MATERIAL FOR THIS EXERCISE section start
use strata_ml_core::Matrix;

/// A memoized, lazily evaluated gradient computation.
///
/// Layers return these from their backward pass so the reverse walk can
/// leave a gradient uncomputed when nothing below consumes it. In a linear
/// stack that is the contribution flowing toward the input layer.
pub struct Deferred {
    thunk: Option<Box<dyn FnOnce() -> Matrix>>,
    value: Option<Matrix>,
}

impl Deferred {
    pub fn new<F>(thunk: F) -> Self
    where
        F: FnOnce() -> Matrix + 'static,
    {
        Deferred {
            thunk: Some(Box::new(thunk)),
            value: None,
        }
    }

    /// Wrap a gradient that is already evaluated.
    pub fn ready(value: Matrix) -> Self {
        Deferred {
            thunk: None,
            value: Some(value),
        }
    }

    /// Run the computation on first call; afterwards return the cached value.
    pub fn force(&mut self) -> &Matrix {
        if let Some(thunk) = self.thunk.take() {
            self.value = Some(thunk());
        }
        self.value.as_ref().expect("deferred holds a value once forced")
    }

    pub fn is_evaluated(&self) -> bool {
        self.value.is_some()
    }
}

#[cfg(test)]
mod tests {
    use super::*;
    use std::cell::Cell;
    use std::rc::Rc;

    #[test]
    fn test_lazy_and_memoized() {
        let calls = Rc::new(Cell::new(0));
        let counter = Rc::clone(&calls);

        let mut deferred = Deferred::new(move || {
            counter.set(counter.get() + 1);
            Matrix::ones(2, 2)
        });
        assert!(!deferred.is_evaluated());
        assert_eq!(calls.get(), 0);

        assert_eq!(deferred.force().sum(), 4.0);
        assert_eq!(deferred.force().sum(), 4.0);
        assert_eq!(calls.get(), 1);
        assert!(deferred.is_evaluated());
    }

    #[test]
    fn test_dropped_without_forcing_never_runs() {
        let calls = Rc::new(Cell::new(0));
        let counter = Rc::clone(&calls);

        let deferred = Deferred::new(move || {
            counter.set(counter.get() + 1);
            Matrix::zeros(1, 1)
        });
        drop(deferred);
        assert_eq!(calls.get(), 0);
    }

    #[test]
    fn test_ready() {
        let mut deferred = Deferred::ready(Matrix::full(1, 3, 2.0));
        assert!(deferred.is_evaluated());
        assert_eq!(deferred.force().sum(), 6.0);
    }
}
MATERIAL FOR THIS EXERCISE section end
Beginning with the first line of the records above, reproduce each line exactly, ending at the line that contains "In a linear", and leave out everything else.

use strata_ml_core::Matrix;

/// A memoized, lazily evaluated gradient computation.
///
/// Layers return these from their backward pass so the reverse walk can
/// leave a gradient uncomputed when nothing below consumes it. In a linear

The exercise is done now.